Spam Classifier using Naive Bayes

1 Import Dataset

The SMS spam dataset can be downloaded here.

import pandas as pd
# Dataset from - https://archive.ics.uci.edu/ml/datasets/SMS+Spam+Collection
df = pd.read_table('smsspamcollection/SMSSpamCollection',
                   sep='\t',
                   header=None,
                   names=['label', 'sms_message'])

df.head()

	label	sms_message
0	ham	Go until jurong point, crazy.. Available only ...
1	ham	Ok lar... Joking wif u oni...
2	spam	Free entry in 2 a wkly comp to win FA Cup fina...
3	ham	U dun say so early hor... U c already then say...
4	ham	Nah I don't think he goes to usf, he lives aro...

1.1 Process the data set

We need to transform the labels to binary values so we can run the regression. Here 1 = "spam" and 0 = "ham"

#Map applies a function to all the items in an input list or df column.
df['label'] = df.label.map({'ham':0, 'spam':1})
df.head()

	label	sms_message
0	0	Go until jurong point, crazy.. Available only ...
1	0	Ok lar... Joking wif u oni...
2	1	Free entry in 2 a wkly comp to win FA Cup fina...
3	0	U dun say so early hor... U c already then say...
4	0	Nah I don't think he goes to usf, he lives aro...

2.1 Enter Bag of Words

Since we're dealing with text data and the naive bayes classifier is better suited to having numerical data as inputs we will need to perform transformations. To accomplish this we'll use the ("bag of words")[https://en.wikipedia.org/wiki/Bag-of-words_model] method to count the frequency of occurance for each word. Note: the bag of word methods assumes equal weight for all words in our "bag" and does not consider the order of occurance for words.

There are modules that will do this for us but we will implement bag of words from scratch to understand what's happening under the hood.

The steps are as follow: 1. Convert bag of words to lowercase. 2. Remove punctuation from sentences. 3. Break on each word. 4. Count the frequency of each word.

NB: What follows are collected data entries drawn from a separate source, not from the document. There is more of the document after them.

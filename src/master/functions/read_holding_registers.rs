use byteorder::{BigEndian, ByteOrder};

use crate::function;
use crate::master::callback::DataCallback;
use crate::master::HandlerContext;
use crate::register::RegisterKind;
use crate::{DataCallbackArgs, ErrorInfo, Result};

pub const REQUEST_PDU_LEN: usize = 5;

pub fn build_request(out: &mut [u8], start: u16, count: u16) -> Result<usize> {
    if count == 0 || count > 125 {
        return Err(ErrorInfo::bad_argument());
    }
    out[0] = function::READ_HOLDING_REGISTERS.0;
    BigEndian::write_u16(&mut out[1..3], start);
    BigEndian::write_u16(&mut out[3..5], count);
    Ok(REQUEST_PDU_LEN)
}

pub fn parse_response(
    request_payload: &[u8],
    response_payload: &[u8],
    ctx: HandlerContext,
    data_callback: &mut dyn DataCallback,
) -> Result<()> {
    if request_payload.len() != 4 {
        return Err(ErrorInfo::response_parse_fail());
    }
    let start = BigEndian::read_u16(&request_payload[0..2]);
    let count = BigEndian::read_u16(&request_payload[2..4]);

    if response_payload.is_empty() {
        return Err(ErrorInfo::response_parse_fail());
    }
    let byte_count = response_payload[0] as usize;
    if byte_count != 2 * count as usize || response_payload.len() != 1 + byte_count {
        return Err(ErrorInfo::response_parse_fail());
    }

    for i in 0..count {
        let value = BigEndian::read_u16(&response_payload[1 + 2 * i as usize..3 + 2 * i as usize]);
        data_callback.on_value(DataCallbackArgs {
            register_kind: RegisterKind::HoldingRegister,
            index: start + i,
            value,
            function: ctx.function,
            address: ctx.address,
        })?;
    }
    Ok(())
}

#[cfg(test)]
mod tests {
    use super::*;

    #[test]
    fn matches_worked_scenario() {
        // read holding registers, start=1, count=2, address=7
        let mut out = [0u8; REQUEST_PDU_LEN];
        let n = build_request(&mut out, 1, 2).unwrap();
        assert_eq!(n, 5);
        assert_eq!(out, [0x03, 0x00, 0x01, 0x00, 0x02]);

        let request_payload = [0x00, 0x01, 0x00, 0x02];
        let response_payload = [0x04, 0x22, 0x22, 0x33, 0x33];
        let mut seen = Vec::new();
        let mut cb = |args: DataCallbackArgs| {
            seen.push((args.index, args.value));
            Ok(())
        };
        let ctx = HandlerContext { function: function::READ_HOLDING_REGISTERS, address: 7 };
        parse_response(&request_payload, &response_payload, ctx, &mut cb).unwrap();
        assert_eq!(seen, [(1, 0x2222), (2, 0x3333)]);
    }

    #[test]
    fn rejects_mismatched_byte_count() {
        let request_payload = [0x00, 0x00, 0x00, 0x02];
        let response_payload = [0x02, 0x00, 0x00];
        let ctx = HandlerContext { function: function::READ_HOLDING_REGISTERS, address: 1 };
        let mut cb = |_: DataCallbackArgs| Ok(());
        assert!(parse_response(&request_payload, &response_payload, ctx, &mut cb).is_err());
    }
}
//! HTTP middleware

pub mod rate_limit;

use axum::{
    extract::{MatchedPath, Request},
    middleware::Next,
    response::Response,
};
use seabed_common::metrics::RequestMetrics;

/// Count and time every request, labelled by route template
pub async fn track_metrics(request: Request, next: Next) -> Response {
    let endpoint = request
        .extensions()
        .get::<MatchedPath>()
        .map(|path| path.as_str().to_owned())
        .unwrap_or_else(|| "unmatched".to_string());

    let metrics = RequestMetrics::start(request.method().as_str(), &endpoint);
    let response = next.run(request).await;
    metrics.finish(response.status().as_u16());

    response
}
//! Photo or video captured for a sample

use sea_orm::entity::prelude::*;
use serde::{Deserialize, Serialize};

#[derive(Clone, Debug, PartialEq, Eq, DeriveEntityModel, Serialize, Deserialize)]
#[sea_orm(table_name = "photo_videos")]
pub struct Model {
    #[sea_orm(primary_key)]
    pub id: i32,

    pub sample_id: i32,

    /// Object name inside the media container
    #[sea_orm(column_type = "Text")]
    pub file_name: String,

    /// "Photo" or "Video"
    #[sea_orm(column_type = "Text")]
    pub media_type: String,

    pub capture_date: Option<Date>,

    #[sea_orm(column_type = "Text", nullable)]
    pub camera_make: Option<String>,

    #[sea_orm(column_type = "Text", nullable)]
    pub camera_model: Option<String>,

    #[sea_orm(column_type = "Text", nullable)]
    pub description: Option<String>,
}

impl Model {
    /// Camera make and model joined for display
    pub fn camera_specs(&self) -> Option<String> {
        match (self.camera_make.as_deref(), self.camera_model.as_deref()) {
            (Some(make), Some(model)) => Some(format!("{} {}", make, model)),
            (Some(one), None) | (None, Some(one)) => Some(one.to_string()),
            (None, None) => None,
        }
    }
}

#[derive(Copy, Clone, Debug, EnumIter, DeriveRelation)]
pub enum Relation {
    #[sea_orm(
        belongs_to = "super::sample::Entity",
        from = "Column::SampleId",
        to = "super::sample::Column::Id",
        on_delete = "Cascade"
    )]
    Sample,
}

impl Related<super::sample::Entity> for Entity {
    fn to() -> RelationDef {
        Relation::Sample.def()
    }
}

impl ActiveModelBehavior for ActiveModel {}
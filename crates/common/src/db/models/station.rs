//! Sampling / measurement station occupied during a cruise

use sea_orm::entity::prelude::*;
use serde::{Deserialize, Serialize};

#[derive(Clone, Debug, PartialEq, DeriveEntityModel, Serialize, Deserialize)]
#[sea_orm(table_name = "stations")]
pub struct Model {
    #[sea_orm(primary_key)]
    pub id: i32,

    pub cruise_id: i32,

    /// Block containing the station; filled by the association job
    pub block_id: Option<i32>,

    #[sea_orm(column_type = "Text")]
    pub code: String,

    #[sea_orm(column_type = "Text", nullable)]
    pub station_type: Option<String>,

    pub latitude: f64,

    pub longitude: f64,
}

#[derive(Copy, Clone, Debug, EnumIter, DeriveRelation)]
pub enum Relation {
    #[sea_orm(
        belongs_to = "super::cruise::Entity",
        from = "Column::CruiseId",
        to = "super::cruise::Column::Id",
        on_delete = "Cascade"
    )]
    Cruise,

    #[sea_orm(
        belongs_to = "super::contractor_area_block::Entity",
        from = "Column::BlockId",
        to = "super::contractor_area_block::Column::Id",
        on_delete = "SetNull"
    )]
    Block,

    #[sea_orm(has_many = "super::sample::Entity")]
    Samples,

    #[sea_orm(has_many = "super::ctd_data::Entity")]
    CtdData,
}

impl Related<super::cruise::Entity> for Entity {
    fn to() -> RelationDef {
        Relation::Cruise.def()
    }
}

impl Related<super::contractor_area_block::Entity> for Entity {
    fn to() -> RelationDef {
        Relation::Block.def()
    }
}

impl Related<super::sample::Entity> for Entity {
    fn to() -> RelationDef {
        Relation::Samples.def()
    }
}

impl ActiveModelBehavior for ActiveModel {}
//! Gallery handlers: media listing and blob download proxy

use crate::extract::{ApiPath, ApiQuery};
use crate::AppState;
use axum::{
    extract::State,
    http::{header, HeaderValue},
    response::{IntoResponse, Response},
    Json,
};
use seabed_common::{
    db::Repository,
    dto::{GalleryItem, MediaFilter},
    errors::{AppError, Result},
};
use tracing::warn;

/// `GET /Gallery/media`
pub async fn media(
    State(state): State<AppState>,
    ApiQuery(filter): ApiQuery<MediaFilter>,
) -> Result<Json<Vec<GalleryItem>>> {
    let repo = Repository::new(state.db.clone());
    Ok(Json(repo.gallery_items(&filter, &state.config.storage).await?))
}

/// `GET /Gallery/{mediaId}/download`
pub async fn download(
    State(state): State<AppState>,
    ApiPath(media_id): ApiPath<i32>,
) -> Result<Response> {
    let repo = Repository::new(state.db.clone());
    let media = repo
        .find_media(media_id)
        .await?
        .ok_or(AppError::MediaNotFound { id: media_id })?;

    let url = state.config.storage.media_url(&media.file_name);

    let upstream = state
        .http
        .get(&url)
        .timeout(state.config.storage.download_timeout())
        .send()
        .await
        .and_then(|r| r.error_for_status())
        .map_err(|e| {
            warn!(media_id, url = %url, error = %e, "Blob fetch failed");
            AppError::Upstream {
                message: format!("Failed to fetch media {}: {}", media_id, e),
            }
        })?;

    let content_type = upstream
        .headers()
        .get(header::CONTENT_TYPE)
        .cloned()
        .unwrap_or_else(|| HeaderValue::from_static("application/octet-stream"));

    let bytes = upstream.bytes().await.map_err(|e| AppError::Upstream {
        message: format!("Failed to read media {}: {}", media_id, e),
    })?;

    let disposition = HeaderValue::from_str(&attachment(&media.file_name))
        .unwrap_or_else(|_| HeaderValue::from_static("attachment"));

    Ok((
        [(header::CONTENT_TYPE, content_type), (header::CONTENT_DISPOSITION, disposition)],
        bytes,
    )
        .into_response())
}

/// `attachment; filename="…"` with quotes and control characters stripped
fn attachment(file_name: &str) -> String {
    let safe: String = file_name
        .chars()
        .filter(|c| !c.is_control() && *c != '"' && *c != '\\')
        .collect();
    format!("attachment; filename=\"{}\"", safe)
}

import string #punctuation
import pprint
from collections import Counter #frequencies

#Bag of Words from scratch
documents = ['Hello, how are you!',
             'Win money, win from home.',
             'Call me now.',
             'Hello, Call hello you tomorrow?']

lower_case_documents = []

for i in documents:
    lower_case_documents.append(i.lower())
print "lower case:", lower_case_documents

# Remove punctuation.
sans_punctuation_documents = []

for i in lower_case_documents:
    sans_punctuation_documents = ["".join( j for j in i if j not in string.punctuation) for i in  lower_case_documents]
print"no punctuation:", (sans_punctuation_documents)

#Break each word
preprocessed_documents = []

for i in sans_punctuation_documents:
    preprocessed_documents.append(i.split(' ')) #split on space
print "break words:", (preprocessed_documents)

#Count frequency of words using counter
frequency_list = []

for i in preprocessed_documents:
    frequency_counts = Counter(i)
    frequency_list.append(frequency_counts)
print "tokenized counts:", pprint.pprint(frequency_list)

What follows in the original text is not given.